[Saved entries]

···

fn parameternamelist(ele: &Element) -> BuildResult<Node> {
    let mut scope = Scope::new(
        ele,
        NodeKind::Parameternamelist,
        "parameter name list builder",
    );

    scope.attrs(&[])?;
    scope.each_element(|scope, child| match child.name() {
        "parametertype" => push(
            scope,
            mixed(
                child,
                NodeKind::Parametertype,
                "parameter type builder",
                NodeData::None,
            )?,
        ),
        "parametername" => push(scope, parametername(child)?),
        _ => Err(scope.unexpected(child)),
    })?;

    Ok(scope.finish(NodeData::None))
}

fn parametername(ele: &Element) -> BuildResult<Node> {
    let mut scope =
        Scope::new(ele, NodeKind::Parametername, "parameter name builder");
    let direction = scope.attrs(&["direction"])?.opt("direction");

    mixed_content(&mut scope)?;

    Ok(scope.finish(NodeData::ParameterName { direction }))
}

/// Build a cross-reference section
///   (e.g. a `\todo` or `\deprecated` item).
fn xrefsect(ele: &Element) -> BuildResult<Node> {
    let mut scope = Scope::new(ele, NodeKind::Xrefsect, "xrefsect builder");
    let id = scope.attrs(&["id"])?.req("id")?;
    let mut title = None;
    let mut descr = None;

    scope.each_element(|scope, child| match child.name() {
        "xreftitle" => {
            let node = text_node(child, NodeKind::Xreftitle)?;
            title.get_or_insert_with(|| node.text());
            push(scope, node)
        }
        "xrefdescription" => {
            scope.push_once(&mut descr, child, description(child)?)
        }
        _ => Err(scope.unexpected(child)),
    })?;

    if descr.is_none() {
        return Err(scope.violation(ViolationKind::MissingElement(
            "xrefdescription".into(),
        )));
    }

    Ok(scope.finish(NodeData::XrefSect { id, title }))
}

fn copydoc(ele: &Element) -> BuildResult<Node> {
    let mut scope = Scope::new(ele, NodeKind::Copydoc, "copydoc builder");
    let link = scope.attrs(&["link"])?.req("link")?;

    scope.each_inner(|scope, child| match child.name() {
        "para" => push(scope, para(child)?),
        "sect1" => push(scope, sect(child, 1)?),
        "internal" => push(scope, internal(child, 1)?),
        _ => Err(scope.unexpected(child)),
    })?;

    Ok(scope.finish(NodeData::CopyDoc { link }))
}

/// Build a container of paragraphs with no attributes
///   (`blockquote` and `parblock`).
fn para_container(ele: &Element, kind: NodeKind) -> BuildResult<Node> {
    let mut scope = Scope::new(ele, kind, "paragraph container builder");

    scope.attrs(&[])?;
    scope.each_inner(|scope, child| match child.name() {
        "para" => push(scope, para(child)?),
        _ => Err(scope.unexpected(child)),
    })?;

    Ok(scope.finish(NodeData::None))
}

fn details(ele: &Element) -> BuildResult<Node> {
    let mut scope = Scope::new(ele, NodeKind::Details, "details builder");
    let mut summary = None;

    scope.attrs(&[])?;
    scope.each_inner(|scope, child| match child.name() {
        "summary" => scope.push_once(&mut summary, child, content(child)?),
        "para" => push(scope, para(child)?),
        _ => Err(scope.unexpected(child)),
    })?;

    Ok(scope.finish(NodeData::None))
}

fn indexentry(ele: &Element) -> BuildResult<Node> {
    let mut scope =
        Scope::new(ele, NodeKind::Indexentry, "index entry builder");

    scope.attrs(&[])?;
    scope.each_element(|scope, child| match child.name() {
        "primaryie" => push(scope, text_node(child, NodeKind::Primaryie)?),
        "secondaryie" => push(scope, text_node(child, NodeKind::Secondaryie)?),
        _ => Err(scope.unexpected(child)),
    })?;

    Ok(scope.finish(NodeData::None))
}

···

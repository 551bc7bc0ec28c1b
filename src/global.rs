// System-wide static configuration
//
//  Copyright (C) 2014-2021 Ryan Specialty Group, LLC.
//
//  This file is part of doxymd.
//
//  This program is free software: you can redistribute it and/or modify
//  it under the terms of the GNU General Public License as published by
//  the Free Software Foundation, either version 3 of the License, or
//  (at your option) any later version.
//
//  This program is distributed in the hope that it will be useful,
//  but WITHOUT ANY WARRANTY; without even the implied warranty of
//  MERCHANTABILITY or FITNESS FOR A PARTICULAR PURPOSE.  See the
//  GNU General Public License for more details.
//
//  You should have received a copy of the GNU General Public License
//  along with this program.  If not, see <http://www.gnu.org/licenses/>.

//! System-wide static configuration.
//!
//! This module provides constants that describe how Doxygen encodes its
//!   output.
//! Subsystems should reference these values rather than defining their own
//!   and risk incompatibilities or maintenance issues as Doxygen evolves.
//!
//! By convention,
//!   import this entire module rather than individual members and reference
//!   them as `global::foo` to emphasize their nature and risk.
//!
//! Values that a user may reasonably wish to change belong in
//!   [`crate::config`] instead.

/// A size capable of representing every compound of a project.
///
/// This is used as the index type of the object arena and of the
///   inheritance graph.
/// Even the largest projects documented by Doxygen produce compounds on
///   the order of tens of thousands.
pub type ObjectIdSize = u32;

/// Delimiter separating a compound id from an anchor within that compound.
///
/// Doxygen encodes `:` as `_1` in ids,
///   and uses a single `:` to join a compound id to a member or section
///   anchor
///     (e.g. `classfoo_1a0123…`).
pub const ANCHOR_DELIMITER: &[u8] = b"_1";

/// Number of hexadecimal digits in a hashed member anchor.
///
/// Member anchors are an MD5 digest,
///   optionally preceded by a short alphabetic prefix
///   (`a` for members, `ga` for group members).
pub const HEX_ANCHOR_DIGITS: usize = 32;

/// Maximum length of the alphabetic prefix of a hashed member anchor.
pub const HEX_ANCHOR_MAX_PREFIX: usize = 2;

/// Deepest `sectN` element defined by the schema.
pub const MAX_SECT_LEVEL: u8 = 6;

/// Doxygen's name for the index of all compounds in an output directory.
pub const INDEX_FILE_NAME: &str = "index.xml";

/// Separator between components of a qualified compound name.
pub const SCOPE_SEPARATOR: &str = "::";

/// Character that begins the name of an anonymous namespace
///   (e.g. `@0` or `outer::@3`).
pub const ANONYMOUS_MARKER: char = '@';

···

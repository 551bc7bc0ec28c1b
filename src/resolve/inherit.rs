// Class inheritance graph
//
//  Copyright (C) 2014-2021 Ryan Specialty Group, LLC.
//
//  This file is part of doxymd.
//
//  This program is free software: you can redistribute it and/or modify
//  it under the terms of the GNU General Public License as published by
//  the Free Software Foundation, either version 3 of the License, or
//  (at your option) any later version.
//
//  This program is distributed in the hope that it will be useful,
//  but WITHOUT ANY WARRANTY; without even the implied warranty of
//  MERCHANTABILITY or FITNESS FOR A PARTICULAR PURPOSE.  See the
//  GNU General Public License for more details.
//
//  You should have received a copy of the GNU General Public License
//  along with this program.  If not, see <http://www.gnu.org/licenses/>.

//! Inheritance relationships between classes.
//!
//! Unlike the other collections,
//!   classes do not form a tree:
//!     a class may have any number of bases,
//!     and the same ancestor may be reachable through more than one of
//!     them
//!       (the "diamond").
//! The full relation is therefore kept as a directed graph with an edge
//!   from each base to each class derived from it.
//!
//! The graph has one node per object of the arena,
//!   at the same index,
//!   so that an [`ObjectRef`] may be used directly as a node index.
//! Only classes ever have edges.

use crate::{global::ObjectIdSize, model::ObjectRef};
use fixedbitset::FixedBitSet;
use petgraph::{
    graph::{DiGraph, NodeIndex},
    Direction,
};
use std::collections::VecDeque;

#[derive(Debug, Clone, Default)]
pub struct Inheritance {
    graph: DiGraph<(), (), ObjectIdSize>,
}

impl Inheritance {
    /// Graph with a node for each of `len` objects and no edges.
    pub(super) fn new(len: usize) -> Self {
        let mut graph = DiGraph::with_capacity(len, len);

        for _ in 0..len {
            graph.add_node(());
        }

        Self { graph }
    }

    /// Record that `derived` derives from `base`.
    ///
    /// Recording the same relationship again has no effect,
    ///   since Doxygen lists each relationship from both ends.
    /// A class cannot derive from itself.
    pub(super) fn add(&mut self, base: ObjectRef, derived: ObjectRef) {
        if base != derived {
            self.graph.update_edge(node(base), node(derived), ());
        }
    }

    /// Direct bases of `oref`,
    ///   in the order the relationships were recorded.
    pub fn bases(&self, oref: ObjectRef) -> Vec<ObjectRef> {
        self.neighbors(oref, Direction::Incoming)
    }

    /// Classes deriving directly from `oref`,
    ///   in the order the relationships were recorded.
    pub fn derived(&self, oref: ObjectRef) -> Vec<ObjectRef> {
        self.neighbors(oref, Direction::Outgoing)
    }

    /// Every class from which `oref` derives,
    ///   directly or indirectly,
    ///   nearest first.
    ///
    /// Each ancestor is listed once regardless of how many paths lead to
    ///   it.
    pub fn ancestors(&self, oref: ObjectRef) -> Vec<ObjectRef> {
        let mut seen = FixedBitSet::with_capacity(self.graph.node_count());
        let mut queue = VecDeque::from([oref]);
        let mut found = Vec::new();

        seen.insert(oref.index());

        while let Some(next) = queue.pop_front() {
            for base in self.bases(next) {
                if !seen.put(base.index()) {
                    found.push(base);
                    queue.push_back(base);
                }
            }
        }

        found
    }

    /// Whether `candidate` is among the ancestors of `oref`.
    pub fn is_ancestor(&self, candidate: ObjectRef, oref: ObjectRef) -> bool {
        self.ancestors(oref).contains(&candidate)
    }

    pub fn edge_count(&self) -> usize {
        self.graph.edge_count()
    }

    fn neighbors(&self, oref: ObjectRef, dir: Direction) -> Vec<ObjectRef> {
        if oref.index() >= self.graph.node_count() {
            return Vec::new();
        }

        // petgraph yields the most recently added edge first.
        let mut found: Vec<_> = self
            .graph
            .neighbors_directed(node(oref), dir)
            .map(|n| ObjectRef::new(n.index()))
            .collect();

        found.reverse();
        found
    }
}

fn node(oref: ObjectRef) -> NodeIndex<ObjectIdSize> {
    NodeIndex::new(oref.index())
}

···

DESCRIPTION OF THE TASK
When a line contains the string "ObjectRef", copy it from the records.

SOLUTION TO THIS EXERCISE
//!   so that an [`ObjectRef`] may be used directly as a node index.
use crate::{global::ObjectIdSize, model::ObjectRef};
    pub(super) fn add(&mut self, base: ObjectRef, derived: ObjectRef) {
    pub fn bases(&self, oref: ObjectRef) -> Vec<ObjectRef> {
    pub fn derived(&self, oref: ObjectRef) -> Vec<ObjectRef> {
    pub fn ancestors(&self, oref: ObjectRef) -> Vec<ObjectRef> {
    pub fn is_ancestor(&self, candidate: ObjectRef, oref: ObjectRef) -> bool {
    fn neighbors(&self, oref: ObjectRef, dir: Direction) -> Vec<ObjectRef> {
            .map(|n| ObjectRef::new(n.index()))
fn node(oref: ObjectRef) -> NodeIndex<ObjectIdSize> {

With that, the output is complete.